Objective: Because TMJ disorders are prevalent in woman of reproductive age, it has been hypothesized that female hormones contribute to the initiation or progression of these disorders. Our purpose was to establish a mouse model for manipulation of systemic hormone concentrations, and to dissect the contributions that relaxin, estrogen, and progesterone make to extracellular matrix turnover and matrix metalloproteinase (MMP) expression in TMJ fibrocartilage compared to that in the pubic symphysis and knee meniscus fibrocartilages.
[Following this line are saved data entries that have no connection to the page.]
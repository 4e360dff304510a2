mod architect;
mod coder;
mod context;
mod parse;
mod planner;
#[cfg(test)]
pub(crate) mod testutil;

use std::collections::HashMap;
use std::sync::Arc;

use serde_json::json;
use tokio_util::sync::CancellationToken;

use foreman_core::ProjectContext;
use foreman_engines::{Engine, EngineChunk, EngineSession};
use foreman_types::{
    ArtifactKind, EventKind, ForemanError, Phase, Result, Run, RunStatus, WorkflowEvent,
};

pub use architect::ArchitectOutcome;
pub use coder::{CoderLoopReport, CoderOutcome, CoderRunStatus, LoopStop};
pub use parse::{
    parse_architecture, parse_engine_output, parse_plan, AdrDocument, ArchitectureOption,
    ArchitecturePayload, ParsedEngineOutput, PlanMetadata, PlanPayload, PlanTask, TaskRefinement,
};
pub use planner::PlannerOutcome;

/// Spec input for the planner: fresh text or an existing artifact.
#[derive(Debug, Clone)]
pub enum SpecInput {
    Body(String),
    Artifact(i64),
}

/// Drives the Planner, Architect, and Coder phases for one project. Each
/// phase executes as a discrete, resumable run with its own `Run` row and
/// cancellation handle.
#[derive(Clone)]
pub struct PhaseOrchestrator {
    ctx: Arc<ProjectContext>,
    cancellations: Arc<tokio::sync::RwLock<HashMap<i64, CancellationToken>>>,
}

impl PhaseOrchestrator {
    pub fn new(ctx: Arc<ProjectContext>) -> Self {
        Self {
            ctx,
            cancellations: Arc::new(tokio::sync::RwLock::new(HashMap::new())),
        }
    }

    pub fn context(&self) -> &Arc<ProjectContext> {
        &self.ctx
    }

    /// Cancel a live run. The phase ends with status `CANCELLED` and no
    /// partial commits.
    pub async fn cancel_run(&self, run_id: i64) -> bool {
        let cancellations = self.cancellations.read().await;
        match cancellations.get(&run_id) {
            Some(token) => {
                token.cancel();
                true
            }
            None => false,
        }
    }

    /// Switch the project's default engine. A live coder run is aborted
    /// cleanly; the coder loop restarts the task with the new engine.
    pub async fn switch_engine(&self, engine: &str) -> Result<()> {
        self.ctx
            .engines
            .select(Some(engine))
            .await
            .map_err(|_| ForemanError::NotFound(format!("engine `{engine}` is not configured")))?;
        self.ctx
            .store
            .update_project(None, Some(engine), None)
            .await?;
        let cancellations = self.cancellations.read().await;
        for token in cancellations.values() {
            token.cancel();
        }
        Ok(())
    }

    /// Record the chosen architecture option on the project. Only called
    /// after a human approval decision.
    pub async fn select_architecture_option(&self, option_id: &str) -> Result<()> {
        self.ctx
            .store
            .update_project(None, None, Some(Some(option_id)))
            .await?;
        self.publish(
            EventKind::ProjectUpdated,
            json!({"selectedArchitectureOption": option_id}),
        );
        Ok(())
    }

    pub(crate) fn publish(&self, kind: EventKind, payload: serde_json::Value) {
        self.ctx.bus.publish(WorkflowEvent::new(
            kind,
            self.ctx.project_id.clone(),
            payload,
        ));
    }

    pub(crate) async fn select_engine(
        &self,
        explicit: Option<&str>,
    ) -> Result<Arc<dyn Engine>> {
        if let Some(name) = explicit {
            return self.ctx.engines.select(Some(name)).await;
        }
        let project = self.ctx.project().await?;
        if !project.default_engine.is_empty() {
            if let Ok(engine) = self
                .ctx
                .engines
                .select(Some(project.default_engine.as_str()))
                .await
            {
                return Ok(engine);
            }
        }
        self.ctx.engines.select(None).await
    }

    pub(crate) async fn start_run(
        &self,
        engine: &str,
        phase: Phase,
        task_id: Option<i64>,
    ) -> Result<(Run, CancellationToken)> {
        let run = self.ctx.store.create_run(engine, phase, task_id).await?;
        let token = CancellationToken::new();
        self.cancellations.write().await.insert(run.id, token.clone());
        self.publish(
            EventKind::RunStarted,
            json!({"runId": run.id, "phase": phase, "engine": engine, "taskId": task_id}),
        );
        self.publish(
            EventKind::PhaseStarted,
            json!({"phase": phase, "runId": run.id, "taskId": task_id}),
        );
        Ok((run, token))
    }

    pub(crate) async fn finish_run(
        &self,
        run_id: i64,
        status: RunStatus,
        gate_report: Option<&foreman_types::GateReport>,
        error: Option<&str>,
    ) -> Result<Run> {
        self.cancellations.write().await.remove(&run_id);
        let run = self
            .ctx
            .store
            .finish_run(run_id, status, gate_report, error)
            .await?;
        self.publish(
            EventKind::RunEnded,
            json!({"runId": run.id, "status": status, "error": error}),
        );
        Ok(run)
    }

    pub(crate) fn phase_completed(&self, phase: Phase, run_id: i64, status: &str) {
        self.publish(
            EventKind::PhaseCompleted,
            json!({"phase": phase, "runId": run_id, "status": status}),
        );
    }

    pub(crate) fn phase_failed(&self, phase: Phase, run_id: i64, reason: &str) {
        self.publish(
            EventKind::PhaseFailed,
            json!({"phase": phase, "runId": run_id, "reason": reason}),
        );
    }

    /// Stream the session to completion, persisting nothing yet; emits
    /// incremental `run_log` events and returns the full transcript.
    pub(crate) async fn drain_session(
        &self,
        session: &mut EngineSession,
        run_id: i64,
        cancel: &CancellationToken,
    ) -> Result<String> {
        // Propagate run cancellation into the engine session so the stream
        // completes within the adapter's grace period.
        let link = {
            let cancel = cancel.clone();
            let session_token = session.cancel_token();
            tokio::spawn(async move {
                cancel.cancelled().await;
                session_token.cancel();
            })
        };

        let mut transcript = String::new();
        let mut result = Ok(());
        loop {
            let Some(chunk) = session.next_chunk().await else {
                break;
            };
            match chunk {
                Ok(EngineChunk::Text(text)) => {
                    self.publish(EventKind::RunLog, json!({"runId": run_id, "chunk": text}));
                    transcript.push_str(&text);
                }
                Ok(EngineChunk::Log(line)) => {
                    tracing::debug!(run_id, line = %line, "engine diagnostic");
                }
                Ok(EngineChunk::Done { reason }) => {
                    if reason == "cancelled" {
                        result = Err(ForemanError::Cancelled);
                    }
                    break;
                }
                Err(err) => {
                    result = Err(err);
                    break;
                }
            }
        }
        link.abort();
        result?;
        if cancel.is_cancelled() {
            return Err(ForemanError::Cancelled);
        }
        Ok(transcript)
    }

    pub(crate) async fn persist_transcript(
        &self,
        transcript: &str,
        run_id: i64,
        task_id: Option<i64>,
    ) -> Result<foreman_types::ArtifactMeta> {
        self.ctx
            .artifacts
            .put(
                &self.ctx.store,
                transcript.as_bytes(),
                ArtifactKind::Transcript,
                Some(run_id),
                task_id,
            )
            .await
            .map(|meta| {
                self.publish(
                    EventKind::ArtifactCreated,
                    json!({"artifactId": meta.id, "kind": meta.kind, "runId": run_id}),
                );
                meta
            })
    }

    pub(crate) async fn put_artifact(
        &self,
        bytes: &[u8],
        kind: ArtifactKind,
        run_id: Option<i64>,
        task_id: Option<i64>,
    ) -> Result<foreman_types::ArtifactMeta> {
        let meta = self
            .ctx
            .artifacts
            .put(&self.ctx.store, bytes, kind, run_id, task_id)
            .await?;
        self.publish(
            EventKind::ArtifactCreated,
            json!({"artifactId": meta.id, "kind": meta.kind, "runId": run_id, "taskId": task_id}),
        );
        Ok(meta)
    }
}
Methods: Twelve-week-old female C57BL/6 mice were bilaterally ovariectomized, one week following which osmotic pumps containing relaxin or estrogen or progesterone or combinations of these hormones were implanted subcutaneously. Six days later, the mice were euthanized, blood was collected and TMJ disc, pubic symphysis and knee meniscus were retrieved. Tissues were analyzed for collagen, glycosaminoglycan, MMPs, and hormone receptors, while the serum was assayed for the hormones. Results: Mice receiving hormone/s had serum concentrations of the three hormones similar to those found physiologically in cycling women. Relaxin and/or estrogen contributed to targeted and significant loss of collagen and glycosaminoglycan in TMJ disc and pubic symphysis fibrocartilages, but not the knee meniscus fibrocartilage. Progesterone attenuated estogen- or relaxin-mediated matrix loss in the TMJ disc and pubic symphysis. Estrogen contributed to increased levels of estrogen receptor-1, while relaxin treatment resulted in enhanced levels of relaxin receptors RXFP1 and RXFP2 in TMJ fibrocartilage. Finally, estrogen and/or relaxin treated mice had increased mRNA levels for MMP-9 and -13 in TMJ fibrocartilage. Conclusion: The findings show a targeted modulation of matrix loss by relaxin and estrogen concomitant to increased expression of their respective receptors and MMP-9 and -13 in TMJ fibrocartilage. These findings suggest that these two hormones may contribute selectively to degeneration of matrices from the TMJ disc possibly via upregulation of specific MMPs. (Supported by NIH/NIDCR RO1 DE018455)